Phishpedia: A Hybrid Deep Learning Based Approach to Visually Identify Phishing Webpages （appear in USENIX 21）
In this work, we propose an explainable phishing identification system, Phishpedia, which (1) achieves both high identification accuracy and low runtime overhead, (2) provides causal visual annotation on the phishing webpage screenshot, and (3) does not require training on any phishing samples Phishpedia infers the intended brand from the webpage screenshot of an URL, and reports phishing based on alignment of intended brand domain and the landing domain of the URL.
Phishpedia significantly outperforms baseline identification approaches (URLNet, StackModel, PhishCatcher, EMD, PhishZoo, and LogoSENSE) with respect to identification accuracy and runtime overhead.
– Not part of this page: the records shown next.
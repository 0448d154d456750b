mod adapter;
mod models;
mod stream;

pub use adapter::GoogleProvider;
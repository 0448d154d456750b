use std::collections::HashMap;
use std::sync::Arc;

use thiserror::Error;
use tokio::sync::mpsc;

use super::registry::{self, ModelConfig};
use super::traits::AiProvider;
use super::types::{ChatMessage, ChatRequest, ChatResponse, ProviderError, StreamEvent};
use super::anthropic::AnthropicProvider;
use super::google::GoogleProvider;
use super::openai::OpenAiProvider;
use crate::config::{AppConfig, ProviderCredentials};
use crate::models::ProviderId;

#[derive(Debug, Error, PartialEq, Eq)]
pub enum RouteError {
    #[error("Invalid model selected: {0}")]
    UnknownModel(String),

    #[error("Invalid provider configuration: {} is not configured", .0.display_name())]
    ProviderNotConfigured(ProviderId),
}

struct Binding {
    provider: Arc<dyn AiProvider>,
    credentials: ProviderCredentials,
}

/// Maps providers to adapters plus the credentials they run with.
pub struct ProviderRouter {
    providers: HashMap<ProviderId, Binding>,
}

/// A model resolved against the registry and bound to a live adapter.
#[derive(Clone)]
pub struct ProviderHandle {
    pub model: &'static ModelConfig,
    provider: Arc<dyn AiProvider>,
    api_key: String,
    base_url: Option<String>,
}

impl ProviderRouter {
    pub fn new() -> Self {
        Self {
            providers: HashMap::new(),
        }
    }

    /// Register an adapter for every provider with a key in `config`.
    pub fn from_config(config: &AppConfig, client: reqwest::Client) -> Self {
        let mut router = Self::new();
        for provider_id in [ProviderId::OpenAi, ProviderId::Anthropic, ProviderId::Google] {
            let Some(credentials) = config.credentials(provider_id) else {
                tracing::warn!(provider = provider_id.as_str(), "no API key, provider disabled");
                continue;
            };
            let provider: Arc<dyn AiProvider> = match provider_id {
                ProviderId::OpenAi => Arc::new(OpenAiProvider::new(client.clone())),
                ProviderId::Anthropic => Arc::new(AnthropicProvider::new(client.clone())),
                ProviderId::Google => Arc::new(GoogleProvider::new(client.clone())),
            };
            router.register(provider, credentials.clone());
        }
        router
    }

    pub fn register(&mut self, provider: Arc<dyn AiProvider>, credentials: ProviderCredentials) {
        tracing::info!(provider = provider.provider_id().as_str(), "registered provider");
        self.providers.insert(
            provider.provider_id(),
            Binding {
                provider,
                credentials,
            },
        );
    }

    pub fn is_configured(&self, provider_id: ProviderId) -> bool {
        self.providers.contains_key(&provider_id)
    }

    pub fn resolve(&self, model_id: &str) -> Result<ProviderHandle, RouteError> {
        let model = registry::find_model(model_id)
            .ok_or_else(|| RouteError::UnknownModel(model_id.to_string()))?;
        self.bind(model)
    }

    pub fn bind(&self, model: &'static ModelConfig) -> Result<ProviderHandle, RouteError> {
        let binding = self
            .providers
            .get(&model.provider)
            .ok_or(RouteError::ProviderNotConfigured(model.provider))?;
        Ok(ProviderHandle {
            model,
            provider: binding.provider.clone(),
            api_key: binding.credentials.api_key.clone(),
            base_url: binding.credentials.base_url.clone(),
        })
    }
}

impl Default for ProviderRouter {
    fn default() -> Self {
        Self::new()
    }
}

impl ProviderHandle {
    pub fn provider_id(&self) -> ProviderId {
        self.model.provider
    }

    pub fn build_request(
        &self,
        messages: Vec<ChatMessage>,
        system_prompt: Option<String>,
        max_tokens: Option<u32>,
        temperature: Option<f32>,
    ) -> ChatRequest {
        ChatRequest {
            api_key: self.api_key.clone(),
            model: self.model.api_identifier.to_string(),
            messages,
            base_url: self.base_url.clone(),
            temperature,
            system_prompt,
            max_tokens,
        }
    }

    pub async fn send_message(&self, request: ChatRequest) -> Result<ChatResponse, ProviderError> {
        self.provider.send_message(request).await
    }

    pub async fn stream_message(
        &self,
        request: ChatRequest,
        tx: mpsc::Sender<StreamEvent>,
    ) -> Result<(), ProviderError> {
        self.provider.stream_message(request, tx).await
    }
}

#[cfg(test)]
mod tests {
    use super::*;
    use crate::test_support::ScriptedProvider;

    fn creds() -> ProviderCredentials {
        ProviderCredentials {
            api_key: "key".into(),
            base_url: None,
        }
    }

    #[test]
    fn test_unknown_model() {
        let router = ProviderRouter::new();
        let err = router.resolve("not-a-model").err().unwrap();
        assert_eq!(err, RouteError::UnknownModel("not-a-model".into()));
    }

    #[test]
    fn test_unconfigured_provider() {
        let mut router = ProviderRouter::new();
        router.register(Arc::new(ScriptedProvider::tokens(ProviderId::OpenAi, &["hi"])), creds());

        assert!(router.resolve("gpt-4o-mini").is_ok());
        let err = router.resolve("claude-3-haiku-20240307").err().unwrap();
        assert_eq!(err, RouteError::ProviderNotConfigured(ProviderId::Anthropic));
    }

    #[test]
    fn test_from_config_registers_keyed_providers() {
        let config = AppConfig::from_lookup(|key| match key {
            "AUTH_JWT_SECRET" => Some("s".into()),
            "DATABASE_PATH" => Some("/tmp/x.db".into()),
            "ANTHROPIC_API_KEY" => Some("sk-ant".into()),
            _ => None,
        })
        .unwrap();
        let router = ProviderRouter::from_config(&config, reqwest::Client::new());
        assert!(router.is_configured(ProviderId::Anthropic));
        assert!(!router.is_configured(ProviderId::OpenAi));
        assert!(!router.is_configured(ProviderId::Google));
    }

    #[test]
    fn test_request_uses_provider_identifier() {
        let mut router = ProviderRouter::new();
        router.register(Arc::new(ScriptedProvider::tokens(ProviderId::Google, &["hi"])), creds());

        let handle = router.resolve("gemini-2.0-flash-exp").unwrap();
        assert_eq!(handle.provider_id(), ProviderId::Google);
        let request = handle.build_request(Vec::new(), None, Some(64), None);
        assert_eq!(request.model, "gemini-2.0-flash-exp");
        assert_eq!(request.api_key, "key");
        assert_eq!(request.max_tokens, Some(64));
    }
}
We deployed Phishpedia with emerging new domains fed from CertStream service and discovered 1704 phishing websites (including 1133 new zero-day phishing websites) within one month, significantly outperforming existing solutions.
Phishing Discovery Results
Each DATABASE folder comes with a readme.csv to facilitate the user from matching the phishing url with the folder path to open to screenshot (shot.png)
The database presents the results of phishing discovery experiment. The folder contains the found real phishing of EMD, PhishCatcher, Phishzoo, StackModel, URLNet, and Phishpeida.
For each tool, we show the html webpage, url name, and the screeshot of a webpage.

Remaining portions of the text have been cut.